>>>

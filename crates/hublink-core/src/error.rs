//! Unified error types for the Hublink client.
//!
//! Every user-visible failure flows through [`ClientError`], whether it is
//! delivered through a delegate callback or a per-operation completion.
//! Variants are `Clone` because a single connection-level failure can fan
//! out to many pending invocation completions; foreign error types are
//! rendered to strings at the conversion boundary to keep that possible.

use thiserror::Error;

/// Errors surfaced by the connection and hub layers.
#[derive(Debug, Clone, Error, PartialEq, Eq)]
pub enum ClientError {
    /// An operation was issued in a state that does not allow it.
    #[error("operation issued in an invalid connection state")]
    InvalidState,

    /// The caller misused the protocol surface.
    #[error("invalid operation: {0}")]
    InvalidOperation(String),

    /// The negotiation endpoint returned a payload we cannot use.
    #[error("invalid negotiation response: {0}")]
    InvalidNegotiationResponse(String),

    /// Negotiation or WebSocket upgrade failed at the HTTP level.
    #[error("web request failed with status code {status_code}")]
    Web {
        /// The HTTP status code of the failed request.
        status_code: u16,
    },

    /// The operation raced the closing transition of the connection.
    #[error("connection is being closed")]
    ConnectionIsBeingClosed,

    /// A send was issued while the connection is reconnecting.
    #[error("connection is reconnecting")]
    ConnectionIsReconnecting,

    /// The server closed the hub connection, optionally with a reason.
    #[error("connection closed by the server{}", display_server_reason(.0))]
    ServerClose(Option<String>),

    /// A pending invocation was aborted by connection close without a more
    /// specific error.
    #[error("invocation cancelled by connection close")]
    InvocationCancelled,

    /// The server completed an invocation with an error.
    #[error("invocation failed: {0}")]
    InvocationFailed(String),

    /// The hub protocol handshake failed.
    #[error("handshake failed: {0}")]
    Handshake(String),

    /// A hub message could not be parsed or written.
    #[error("protocol error: {0}")]
    Protocol(String),

    /// The underlying transport failed.
    #[error("transport error: {0}")]
    Transport(String),

    /// A payload could not be serialized or deserialized.
    #[error("serialization error: {0}")]
    Serialization(String),
}

fn display_server_reason(reason: &Option<String>) -> String {
    match reason {
        Some(r) => format!(": {r}"),
        None => String::new(),
    }
}

impl From<serde_json::Error> for ClientError {
    fn from(err: serde_json::Error) -> Self {
        Self::Serialization(err.to_string())
    }
}

/// Result type for client operations.
pub type ClientResult<T> = Result<T, ClientError>;

#[cfg(test)]
mod tests {
    use super::*;

    #[test]
    fn server_close_display_includes_reason() {
        let err = ClientError::ServerClose(Some("kicked".into()));
        assert_eq!(err.to_string(), "connection closed by the server: kicked");

        let err = ClientError::ServerClose(None);
        assert_eq!(err.to_string(), "connection closed by the server");
    }

    #[test]
    fn serde_errors_become_serialization_errors() {
        let err = serde_json::from_str::<i64>("not json").unwrap_err();
        let converted: ClientError = err.into();
        assert!(matches!(converted, ClientError::Serialization(_)));
    }

    #[test]
    fn web_error_carries_status_code() {
        let err = ClientError::Web { status_code: 503 };
        assert_eq!(err.to_string(), "web request failed with status code 503");
    }
}
#[cfg(test)]
mod tests {
    use super::*;
    use std::collections::VecDeque;
    use std::time::Duration;
    use tokio::sync::mpsc;

    #[derive(Debug, PartialEq)]
    enum Event {
        Open(Option<String>),
        FailToOpen(ClientError),
        Data(Vec<u8>),
        Close(Option<ClientError>),
        WillReconnect(ClientError),
        Reconnected,
        Attempt(u32),
    }

    struct RecordingDelegate {
        tx: mpsc::UnboundedSender<Event>,
    }

    impl ConnectionDelegate for RecordingDelegate {
        fn connection_did_open(&self, connection_id: Option<String>) {
            let _ = self.tx.send(Event::Open(connection_id));
        }

        fn connection_did_fail_to_open(&self, error: ClientError) {
            let _ = self.tx.send(Event::FailToOpen(error));
        }

        fn connection_did_receive_data(&self, data: Vec<u8>) {
            let _ = self.tx.send(Event::Data(data));
        }

        fn connection_did_close(&self, error: Option<ClientError>) {
            let _ = self.tx.send(Event::Close(error));
        }

        fn connection_will_reconnect(&self, error: ClientError) {
            let _ = self.tx.send(Event::WillReconnect(error));
        }

        fn connection_did_reconnect(&self) {
            let _ = self.tx.send(Event::Reconnected);
        }

        fn connection_reconnect_attempt(&self, attempt: u32) {
            let _ = self.tx.send(Event::Attempt(attempt));
        }
    }

    #[derive(Clone, Copy)]
    enum Behavior {
        Open,
        FailToOpen,
    }

    struct MockUnderlying {
        behavior: Behavior,
        delegate: std::sync::Mutex<Option<Weak<dyn ConnectionDelegate>>>,
        sent: std::sync::Mutex<Vec<Vec<u8>>>,
    }

    impl MockUnderlying {
        fn delegate(&self) -> Option<Arc<dyn ConnectionDelegate>> {
            self.delegate.lock().unwrap().as_ref().and_then(Weak::upgrade)
        }

        fn emit_close(&self, error: Option<ClientError>) {
            if let Some(delegate) = self.delegate() {
                delegate.connection_did_close(error);
            }
        }
    }

    impl Connection for MockUnderlying {
        fn start(self: Arc<Self>) {
            match self.behavior {
                Behavior::Open => {
                    if let Some(delegate) = self.delegate() {
                        delegate.connection_did_open(Some("cid".into()));
                    }
                }
                Behavior::FailToOpen => {
                    if let Some(delegate) = self.delegate() {
                        delegate
                            .connection_did_fail_to_open(ClientError::Transport("io".into()));
                    }
                }
            }
        }

        fn send(&self, data: Vec<u8>, completion: SendCompletion) {
            self.sent.lock().unwrap().push(data);
            completion(Ok(()));
        }

        fn stop(self: Arc<Self>, error: Option<ClientError>) {
            self.emit_close(error);
        }

        fn set_delegate(&self, delegate: Weak<dyn ConnectionDelegate>) {
            *self.delegate.lock().unwrap() = Some(delegate);
        }

        fn connection_id(&self) -> Option<String> {
            Some("cid".into())
        }

        fn inherent_keep_alive(&self) -> bool {
            false
        }
    }

    struct Script {
        behaviors: std::sync::Mutex<VecDeque<Behavior>>,
        created: std::sync::Mutex<Vec<Arc<MockUnderlying>>>,
    }

    impl Script {
        fn new(behaviors: Vec<Behavior>) -> Arc<Self> {
            Arc::new(Self {
                behaviors: std::sync::Mutex::new(behaviors.into()),
                created: std::sync::Mutex::new(Vec::new()),
            })
        }

        fn next(&self) -> Arc<MockUnderlying> {
            let behavior = self
                .behaviors
                .lock()
                .unwrap()
                .pop_front()
                .unwrap_or(Behavior::Open);
            let connection = Arc::new(MockUnderlying {
                behavior,
                delegate: std::sync::Mutex::new(None),
                sent: std::sync::Mutex::new(Vec::new()),
            });
            self.created.lock().unwrap().push(connection.clone());
            connection
        }

        fn created(&self, index: usize) -> Arc<MockUnderlying> {
            self.created.lock().unwrap()[index].clone()
        }

        fn created_count(&self) -> usize {
            self.created.lock().unwrap().len()
        }
    }

    struct ScriptedPolicy {
        intervals: Vec<Duration>,
    }

    impl ReconnectPolicy for ScriptedPolicy {
        fn next_attempt_interval(&self, context: &RetryContext) -> Option<Duration> {
            self.intervals.get(context.failed_attempts_count as usize).copied()
        }
    }

    struct Harness {
        connection: Arc<ReconnectableConnection>,
        script: Arc<Script>,
        events: mpsc::UnboundedReceiver<Event>,
        _delegate: Arc<RecordingDelegate>,
    }

    fn harness(behaviors: Vec<Behavior>, intervals: Vec<Duration>) -> Harness {
        let script = Script::new(behaviors);
        let factory_script = script.clone();
        let connection = ReconnectableConnection::new(
            move || -> Arc<dyn Connection> { factory_script.next() },
            Arc::new(ScriptedPolicy { intervals }),
            CallbackQueue::new(),
        );

        let (tx, events) = mpsc::unbounded_channel();
        let delegate = Arc::new(RecordingDelegate { tx });
        let weak: Arc<dyn ConnectionDelegate> = delegate.clone();
        connection.set_delegate(Arc::downgrade(&weak));

        Harness {
            connection,
            script,
            events,
            _delegate: delegate,
        }
    }

    async fn next_event(events: &mut mpsc::UnboundedReceiver<Event>) -> Event {
        tokio::time::timeout(Duration::from_secs(5), events.recv())
            .await
            .expect("timed out waiting for an event")
            .expect("event channel closed")
    }

    #[tokio::test]
    async fn opens_and_forwards_traffic() {
        let mut h = harness(vec![Behavior::Open], vec![]);

        h.connection.clone().start();
        assert_eq!(next_event(&mut h.events).await, Event::Open(Some("cid".into())));
        assert_eq!(h.connection.state(), ReconnectableState::Running);

        let (tx, mut rx) = mpsc::unbounded_channel();
        h.connection.send(
            b"frame".to_vec(),
            Box::new(move |result| {
                let _ = tx.send(result);
            }),
        );
        assert_eq!(rx.recv().await, Some(Ok(())));
        assert_eq!(
            h.script.created(0).sent.lock().unwrap().as_slice(),
            &[b"frame".to_vec()]
        );

        if let Some(delegate) = h.script.created(0).delegate() {
            delegate.connection_did_receive_data(b"inbound".to_vec());
        }
        assert_eq!(next_event(&mut h.events).await, Event::Data(b"inbound".to_vec()));
    }

    #[tokio::test]
    async fn reconnects_after_a_drop() {
        let mut h = harness(
            vec![Behavior::Open, Behavior::Open],
            vec![Duration::from_millis(5)],
        );

        h.connection.clone().start();
        assert!(matches!(next_event(&mut h.events).await, Event::Open(_)));

        h.script
            .created(0)
            .emit_close(Some(ClientError::Transport("io".into())));

        assert_eq!(
            next_event(&mut h.events).await,
            Event::WillReconnect(ClientError::Transport("io".into()))
        );
        assert_eq!(next_event(&mut h.events).await, Event::Attempt(0));
        assert_eq!(next_event(&mut h.events).await, Event::Reconnected);
        assert_eq!(h.connection.state(), ReconnectableState::Running);
        assert_eq!(h.script.created_count(), 2);
    }

    #[tokio::test]
    async fn gives_up_after_the_policy_says_never() {
        // Attempt 0 waits 10ms, attempt 1 waits 20ms, attempt 2 is refused.
        let mut h = harness(
            vec![Behavior::Open, Behavior::FailToOpen, Behavior::FailToOpen],
            vec![Duration::from_millis(10), Duration::from_millis(20)],
        );

        h.connection.clone().start();
        assert!(matches!(next_event(&mut h.events).await, Event::Open(_)));

        h.script
            .created(0)
            .emit_close(Some(ClientError::Transport("io".into())));

        assert_eq!(
            next_event(&mut h.events).await,
            Event::WillReconnect(ClientError::Transport("io".into()))
        );
        assert_eq!(next_event(&mut h.events).await, Event::Attempt(0));
        assert_eq!(next_event(&mut h.events).await, Event::Attempt(1));
        assert_eq!(
            next_event(&mut h.events).await,
            Event::Close(Some(ClientError::Transport("io".into())))
        );
        assert_eq!(h.connection.state(), ReconnectableState::Disconnected);
    }

    #[tokio::test]
    async fn initial_start_failure_exhausting_the_policy_fails_the_open() {
        let mut h = harness(vec![Behavior::FailToOpen], vec![]);

        h.connection.clone().start();
        assert_eq!(
            next_event(&mut h.events).await,
            Event::FailToOpen(ClientError::Transport("io".into()))
        );
        assert_eq!(h.connection.state(), ReconnectableState::Disconnected);
    }

    #[tokio::test]
    async fn initial_start_failure_can_retry_before_opening() {
        let mut h = harness(
            vec![Behavior::FailToOpen, Behavior::Open],
            vec![Duration::from_millis(5)],
        );

        h.connection.clone().start();
        // Not a reconnect episode, so no will-reconnect notification.
        assert_eq!(next_event(&mut h.events).await, Event::Attempt(0));
        assert_eq!(next_event(&mut h.events).await, Event::Open(Some("cid".into())));
    }

    #[tokio::test]
    async fn send_fails_fast_while_reconnecting() {
        let mut h = harness(
            vec![Behavior::Open],
            vec![Duration::from_secs(30)],
        );

        h.connection.clone().start();
        assert!(matches!(next_event(&mut h.events).await, Event::Open(_)));

        h.script.created(0).emit_close(Some(ClientError::Transport("io".into())));
        assert!(matches!(next_event(&mut h.events).await, Event::WillReconnect(_)));
        assert_eq!(next_event(&mut h.events).await, Event::Attempt(0));
        assert_eq!(h.connection.state(), ReconnectableState::Reconnecting);

        let (tx, mut rx) = mpsc::unbounded_channel();
        h.connection.send(
            b"frame".to_vec(),
            Box::new(move |result| {
                let _ = tx.send(result);
            }),
        );
        assert_eq!(rx.recv().await, Some(Err(ClientError::ConnectionIsReconnecting)));
        // Nothing traversed the old connection.
        assert_eq!(h.script.created(0).sent.lock().unwrap().len(), 0);
    }

    #[tokio::test]
    async fn start_on_a_non_disconnected_connection_is_ignored() {
        let mut h = harness(vec![Behavior::Open], vec![]);

        h.connection.clone().start();
        assert!(matches!(next_event(&mut h.events).await, Event::Open(_)));

        h.connection.clone().start();
        tokio::time::sleep(Duration::from_millis(20)).await;
        assert!(h.events.try_recv().is_err());
        assert_eq!(h.connection.state(), ReconnectableState::Running);
        assert_eq!(h.script.created_count(), 1);
    }

    #[tokio::test]
    async fn stop_cancels_a_pending_restart_timer() {
        let mut h = harness(
            vec![Behavior::Open],
            vec![Duration::from_secs(30)],
        );

        h.connection.clone().start();
        assert!(matches!(next_event(&mut h.events).await, Event::Open(_)));

        h.script.created(0).emit_close(Some(ClientError::Transport("io".into())));
        assert!(matches!(next_event(&mut h.events).await, Event::WillReconnect(_)));
        assert_eq!(next_event(&mut h.events).await, Event::Attempt(0));

        h.connection.clone().stop(None);
        assert_eq!(next_event(&mut h.events).await, Event::Close(None));
        assert_eq!(h.connection.state(), ReconnectableState::Disconnected);

        // The cancelled timer never creates another attempt.
        tokio::time::sleep(Duration::from_millis(50)).await;
        assert_eq!(h.script.created_count(), 1);
    }

    #[tokio::test]
    async fn stop_while_running_forwards_the_close() {
        let mut h = harness(vec![Behavior::Open], vec![]);

        h.connection.clone().start();
        assert!(matches!(next_event(&mut h.events).await, Event::Open(_)));

        h.connection.clone().stop(None);
        assert_eq!(next_event(&mut h.events).await, Event::Close(None));
        assert_eq!(h.connection.state(), ReconnectableState::Disconnected);
    }
}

<<<

Problem details: Your answer should consist of all lines above that include the string "through".

Solution below:
//! Every user-visible failure flows through [`ClientError`], whether it is
//! delivered through a delegate callback or a per-operation completion.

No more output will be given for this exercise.